* [Exercise requirements] Every record that follows must be returned word for word.

..............................

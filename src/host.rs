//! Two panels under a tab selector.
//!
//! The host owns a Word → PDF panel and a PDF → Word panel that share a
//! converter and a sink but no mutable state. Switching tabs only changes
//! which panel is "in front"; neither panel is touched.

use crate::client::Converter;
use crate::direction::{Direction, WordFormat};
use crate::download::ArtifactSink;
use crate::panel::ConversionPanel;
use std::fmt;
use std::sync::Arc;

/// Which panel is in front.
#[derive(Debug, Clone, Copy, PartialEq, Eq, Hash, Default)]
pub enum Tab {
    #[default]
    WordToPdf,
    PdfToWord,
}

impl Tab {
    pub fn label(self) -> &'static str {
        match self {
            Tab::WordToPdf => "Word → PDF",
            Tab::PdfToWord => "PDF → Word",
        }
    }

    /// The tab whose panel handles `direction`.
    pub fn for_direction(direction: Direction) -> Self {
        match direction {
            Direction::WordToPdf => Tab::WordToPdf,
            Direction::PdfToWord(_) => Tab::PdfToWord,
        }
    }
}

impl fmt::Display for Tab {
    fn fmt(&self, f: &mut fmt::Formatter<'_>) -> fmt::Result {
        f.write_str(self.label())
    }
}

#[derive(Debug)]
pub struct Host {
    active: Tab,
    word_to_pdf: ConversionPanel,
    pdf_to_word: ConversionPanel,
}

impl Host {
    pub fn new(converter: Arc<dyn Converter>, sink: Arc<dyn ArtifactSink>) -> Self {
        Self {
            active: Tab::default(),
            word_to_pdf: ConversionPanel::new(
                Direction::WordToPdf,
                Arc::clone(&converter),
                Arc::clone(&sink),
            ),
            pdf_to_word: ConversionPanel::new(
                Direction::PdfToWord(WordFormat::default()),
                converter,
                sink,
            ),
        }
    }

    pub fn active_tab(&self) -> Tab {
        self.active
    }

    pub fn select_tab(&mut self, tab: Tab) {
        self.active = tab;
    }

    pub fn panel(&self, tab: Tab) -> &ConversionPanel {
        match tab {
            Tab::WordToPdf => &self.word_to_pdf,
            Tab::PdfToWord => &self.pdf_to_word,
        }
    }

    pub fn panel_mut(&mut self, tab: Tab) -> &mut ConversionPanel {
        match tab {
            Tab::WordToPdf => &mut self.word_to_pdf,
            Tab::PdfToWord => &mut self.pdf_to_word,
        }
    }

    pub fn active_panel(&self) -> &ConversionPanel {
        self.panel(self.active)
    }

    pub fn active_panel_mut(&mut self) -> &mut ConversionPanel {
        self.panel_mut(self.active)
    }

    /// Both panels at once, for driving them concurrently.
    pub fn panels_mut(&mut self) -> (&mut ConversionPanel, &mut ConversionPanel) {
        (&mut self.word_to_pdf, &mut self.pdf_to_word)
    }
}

..............................

* [Result of this exercise]
filename src/host.rs
//! Two panels under a tab selector.
//!
//! The host owns a Word → PDF panel and a PDF → Word panel that share a
//! converter and a sink but no mutable state. Switching tabs only changes
//! which panel is "in front"; neither panel is touched.

use crate::client::Converter;
use crate::direction::{Direction, WordFormat};
use crate::download::ArtifactSink;
use crate::panel::ConversionPanel;
use std::fmt;
use std::sync::Arc;

/// Which panel is in front.
#[derive(Debug, Clone, Copy, PartialEq, Eq, Hash, Default)]
pub enum Tab {
    #[default]
    WordToPdf,
    PdfToWord,
}

impl Tab {
    pub fn label(self) -> &'static str {
        match self {
            Tab::WordToPdf => "Word → PDF",
            Tab::PdfToWord => "PDF → Word",
        }
    }

    /// The tab whose panel handles `direction`.
    pub fn for_direction(direction: Direction) -> Self {
        match direction {
            Direction::WordToPdf => Tab::WordToPdf,
            Direction::PdfToWord(_) => Tab::PdfToWord,
        }
    }
}

impl fmt::Display for Tab {
    fn fmt(&self, f: &mut fmt::Formatter<'_>) -> fmt::Result {
        f.write_str(self.label())
    }
}

#[derive(Debug)]
pub struct Host {
    active: Tab,
    word_to_pdf: ConversionPanel,
    pdf_to_word: ConversionPanel,
}

impl Host {
    pub fn new(converter: Arc<dyn Converter>, sink: Arc<dyn ArtifactSink>) -> Self {
        Self {
            active: Tab::default(),
            word_to_pdf: ConversionPanel::new(
                Direction::WordToPdf,
                Arc::clone(&converter),
                Arc::clone(&sink),
            ),
            pdf_to_word: ConversionPanel::new(
                Direction::PdfToWord(WordFormat::default()),
                converter,
                sink,
            ),
        }
    }

    pub fn active_tab(&self) -> Tab {
        self.active
    }

    pub fn select_tab(&mut self, tab: Tab) {
        self.active = tab;
    }

    pub fn panel(&self, tab: Tab) -> &ConversionPanel {
        match tab {
            Tab::WordToPdf => &self.word_to_pdf,
            Tab::PdfToWord => &self.pdf_to_word,
        }
    }

    pub fn panel_mut(&mut self, tab: Tab) -> &mut ConversionPanel {
        match tab {
            Tab::WordToPdf => &mut self.word_to_pdf,
            Tab::PdfToWord => &mut self.pdf_to_word,
        }
    }

    pub fn active_panel(&self) -> &ConversionPanel {
        self.panel(self.active)
    }

    pub fn active_panel_mut(&mut self) -> &mut ConversionPanel {
        self.panel_mut(self.active)
    }

    /// Both panels at once, for driving them concurrently.
    pub fn panels_mut(&mut self) -> (&mut ConversionPanel, &mut ConversionPanel) {
        (&mut self.word_to_pdf, &mut self.pdf_to_word)
    }
}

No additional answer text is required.